Unlike Algorithm W, which builds up a map of substitutions, Algorithm J uses union-find on the type variables to store equivalences. (I wrote about union-find previously in my intro to Vectorizing ML models.)
We have to add the usual forwarded
/find
/make_equal_to
infrastructure to
the types we defined above.
@dataclasses.dataclass
class MonoType:
def find(self) -> MonoType:
return self
@dataclasses.dataclass
class TyVar(MonoType):
forwarded: MonoType | None = dataclasses.field(init=False, default=None)
name: str
def find(self) -> MonoType:
# Exercise for the reader: path compression
result: MonoType = self
while isinstance(result, TyVar):
it = result.forwarded
if it is None:
return result
result = it
return result
def make_equal_to(self, other: MonoType) -> None:
chain_end = self.find()
assert isinstance(chain_end, TyVar), f"already resolved to {chain_end}"
chain_end.forwarded = other
@dataclasses.dataclass
class TyCon(MonoType):
name: str
args: list[MonoType]
While it doesn’t really make sense to find
on a type constructor (it should
always be a leaf in the union-find DAG), we still define find
to make MyPy
happy and make some code look a little more natural.
Once we do that, we can write our unify implementation for Algorithm J. You can
see that the general structure has not changed much, but the recursive bits
in the TyCon
case have gotten much simpler to read.
def unify_j(ty1: MonoType, ty2: MonoType) -> None:
ty1 = ty1.find()
ty2 = ty2.find()
if isinstance(ty1, TyVar):
if occurs_in(ty1, ty2):
raise InferenceError(f"Occurs check failed for {ty1} and {ty2}")
ty1.make_equal_to(ty2)
return
if isinstance(ty2, TyVar): # Mirror
return unify_j(ty2, ty1)
if isinstance(ty1, TyCon) and isinstance(ty2, TyCon):
if ty1.name != ty2.name:
unify_fail(ty1, ty2)
if len(ty1.args) != len(ty2.args):
unify_fail(ty1, ty2)
for l, r in zip(ty1.args, ty2.args):
unify_j(l, r)
return
raise TypeError(f"Unexpected type {type(ty1)}")

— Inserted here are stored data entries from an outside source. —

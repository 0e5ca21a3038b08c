// Copyright (C) 2026 Fred Clausen
// Use of this source code is governed by an MIT-style
// license that can be found in the LICENSE file or at
// https://opensource.org/licenses/MIT.

use crate::error::DomainError;
use serde::{Deserialize, Serialize};
use std::str::FromStr;
use time::Date;

/// Identifies an employee.
#[derive(Debug, Clone, Copy, PartialEq, Eq, PartialOrd, Ord, Hash, Serialize, Deserialize)]
pub struct EmployeeId(i64);

impl EmployeeId {
    /// Wraps a raw employee identifier.
    #[must_use]
    pub const fn new(value: i64) -> Self {
        Self(value)
    }

    /// Returns the raw identifier.
    #[must_use]
    pub const fn value(self) -> i64 {
        self.0
    }
}

impl std::fmt::Display for EmployeeId {
    fn fmt(&self, f: &mut std::fmt::Formatter<'_>) -> std::fmt::Result {
        write!(f, "{}", self.0)
    }
}

/// Identifies a leave application.
#[derive(Debug, Clone, Copy, PartialEq, Eq, PartialOrd, Ord, Hash, Serialize, Deserialize)]
pub struct ApplicationId(i64);

impl ApplicationId {
    /// Wraps a raw application identifier.
    #[must_use]
    pub const fn new(value: i64) -> Self {
        Self(value)
    }

    /// Returns the raw identifier.
    #[must_use]
    pub const fn value(self) -> i64 {
        self.0
    }
}

impl std::fmt::Display for ApplicationId {
    fn fmt(&self, f: &mut std::fmt::Formatter<'_>) -> std::fmt::Result {
        write!(f, "{}", self.0)
    }
}

/// Organizational role of an employee.
#[derive(Debug, Clone, Copy, PartialEq, Eq, Hash, Serialize, Deserialize)]
#[serde(rename_all = "SCREAMING_SNAKE_CASE")]
pub enum Role {
    /// Regular staff.
    Employee,
    /// Project manager.
    ProjectManager,
    /// Head of department.
    Hod,
    /// Assistant director.
    AssistantDirector,
    /// Director.
    Director,
    /// Human resources.
    Hr,
    /// System administrator.
    Admin,
    /// Super administrator.
    SuperAdmin,
}

impl FromStr for Role {
    type Err = DomainError;

    fn from_str(s: &str) -> Result<Self, Self::Err> {
        match s.trim().to_ascii_uppercase().as_str() {
            "EMPLOYEE" => Ok(Self::Employee),
            "PROJECT_MANAGER" => Ok(Self::ProjectManager),
            "HOD" => Ok(Self::Hod),
            "ASSISTANT_DIRECTOR" => Ok(Self::AssistantDirector),
            "DIRECTOR" => Ok(Self::Director),
            "HR" => Ok(Self::Hr),
            "ADMIN" => Ok(Self::Admin),
            "SUPER_ADMIN" => Ok(Self::SuperAdmin),
            _ => Err(DomainError::InvalidRole(s.to_string())),
        }
    }
}

impl std::fmt::Display for Role {
    fn fmt(&self, f: &mut std::fmt::Formatter<'_>) -> std::fmt::Result {
        write!(f, "{}", self.as_str())
    }
}

impl Role {
    /// Converts this role to its stored code.
    #[must_use]
    pub const fn as_str(&self) -> &'static str {
        match self {
            Self::Employee => "EMPLOYEE",
            Self::ProjectManager => "PROJECT_MANAGER",
            Self::Hod => "HOD",
            Self::AssistantDirector => "ASSISTANT_DIRECTOR",
            Self::Director => "DIRECTOR",
            Self::Hr => "HR",
            Self::Admin => "ADMIN",
            Self::SuperAdmin => "SUPER_ADMIN",
        }
    }

    /// Administrators manage the system and hold no leave entitlement.
    #[must_use]
    pub const fn can_apply_for_leave(&self) -> bool {
        !matches!(self, Self::Admin | Self::SuperAdmin)
    }

    /// Roles that review leave across their department.
    #[must_use]
    pub const fn reviews_department(&self) -> bool {
        matches!(
            self,
            Self::ProjectManager | Self::Hod | Self::AssistantDirector | Self::Director | Self::Hr
        )
    }
}

/// Gender of an employee, used to gate maternity and paternity leave.
#[derive(Debug, Clone, Copy, PartialEq, Eq, Hash, Serialize, Deserialize)]
#[serde(rename_all = "SCREAMING_SNAKE_CASE")]
pub enum Gender {
    /// Female.
    Female,
    /// Male.
    Male,
    /// Any other or undisclosed gender.
    Other,
}

impl FromStr for Gender {
    type Err = DomainError;

    fn from_str(s: &str) -> Result<Self, Self::Err> {
        match s.trim().to_ascii_uppercase().as_str() {
            "FEMALE" => Ok(Self::Female),
            "MALE" => Ok(Self::Male),
            "OTHER" => Ok(Self::Other),
            _ => Err(DomainError::InvalidGender(s.to_string())),
        }
    }
}

impl Gender {
    /// Converts this gender to its stored code.
    #[must_use]
    pub const fn as_str(&self) -> &'static str {
        match self {
            Self::Female => "FEMALE",
            Self::Male => "MALE",
            Self::Other => "OTHER",
        }
    }
}

/// Status of a leave application.
#[derive(Debug, Clone, Copy, PartialEq, Eq, Hash, Serialize, Deserialize)]
#[serde(rename_all = "SCREAMING_SNAKE_CASE")]
pub enum LeaveStatus {
    /// Awaiting a decision.
    Pending,
    /// Approved by the approver.
    Approved,
    /// Rejected by the approver.
    Rejected,
    /// Cancelled after approval.
    Cancelled,
}

impl FromStr for LeaveStatus {
    type Err = DomainError;

    fn from_str(s: &str) -> Result<Self, Self::Err> {
        match s {
            "PENDING" => Ok(Self::Pending),
            "APPROVED" => Ok(Self::Approved),
            "REJECTED" => Ok(Self::Rejected),
            "CANCELLED" => Ok(Self::Cancelled),
            _ => Err(DomainError::InvalidStatus(s.to_string())),
        }
    }
}

impl std::fmt::Display for LeaveStatus {
    fn fmt(&self, f: &mut std::fmt::Formatter<'_>) -> std::fmt::Result {
        write!(f, "{}", self.as_str())
    }
}

impl LeaveStatus {
    /// Converts this status to its stored code.
    #[must_use]
    pub const fn as_str(&self) -> &'static str {
        match self {
            Self::Pending => "PENDING",
            Self::Approved => "APPROVED",
            Self::Rejected => "REJECTED",
            Self::Cancelled => "CANCELLED",
        }
    }

    /// Checks if a transition from this status to another is valid.
    ///
    /// Valid transitions are:
    /// - Pending → Approved
    /// - Pending → Rejected
    /// - Approved → Cancelled
    #[must_use]
    pub const fn can_transition_to(&self, target: Self) -> bool {
        matches!(
            (self, target),
            (Self::Pending, Self::Approved | Self::Rejected) | (Self::Approved, Self::Cancelled)
        )
    }

    /// Reserved applications hold balance capacity and block overlapping dates.
    #[must_use]
    pub const fn is_reserved(&self) -> bool {
        matches!(self, Self::Pending | Self::Approved)
    }

    /// The statuses that reserve capacity.
    pub const RESERVED: [Self; 2] = [Self::Pending, Self::Approved];
}

/// An employee as seen by the leave engine.
#[derive(Debug, Clone, PartialEq, Eq, Serialize, Deserialize)]
pub struct Employee {
    /// Identifier.
    pub id: EmployeeId,
    /// Display name.
    pub full_name: String,
    /// Organizational role.
    pub role: Role,
    /// Gender.
    pub gender: Gender,
    /// First day of employment.
    pub join_date: Date,
    /// Department name, if assigned.
    pub department: Option<String>,
    /// Direct manager, if any.
    pub reporting_to: Option<EmployeeId>,
}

Let’s take a look at some diagrams to see how this works for a simple type
constructor like int
(no args). We start with the type variables a
, b
,
and c
(and the built-in type int
).
If we unify(a,c)
and then unify(b,c)
and then unify(c,int)
we end up with
the following:
If two monotypes are in the same equivalence class—if they are in the same
graph component—then they are considered equivalent. It’s the graph version
of a substitution. The find()
function chases the pointers to the leaf of
each equivalence class.
Now that we have unify (which, remember, makes side-effecty changes using
make_equal_to
), we can write our infer function. It will look pretty similar
to Algorithm J in overall structure, and in fact our plaintext algorithm
applies just as well.
The main difference is that we invent a new type variable for every AST node
and unify it with some expected type. I don’t think this is strictly necessary
(we don’t need a type variable to return IntType
for int literals, for
example^{1}), but I think it makes for easier reading. If I were
to slim it down a bit, I think the rule I would use is “only invent a type
variable if it needs to be constrained in the type of something else”. Like in
Apply
.
def infer_j(expr: Object, ctx: Context) -> MonoType:
result = fresh_tyvar()
if isinstance(expr, Var):
scheme = ctx.get(expr.name)
if scheme is None:
raise TypeError(f"Unbound variable {expr.name}")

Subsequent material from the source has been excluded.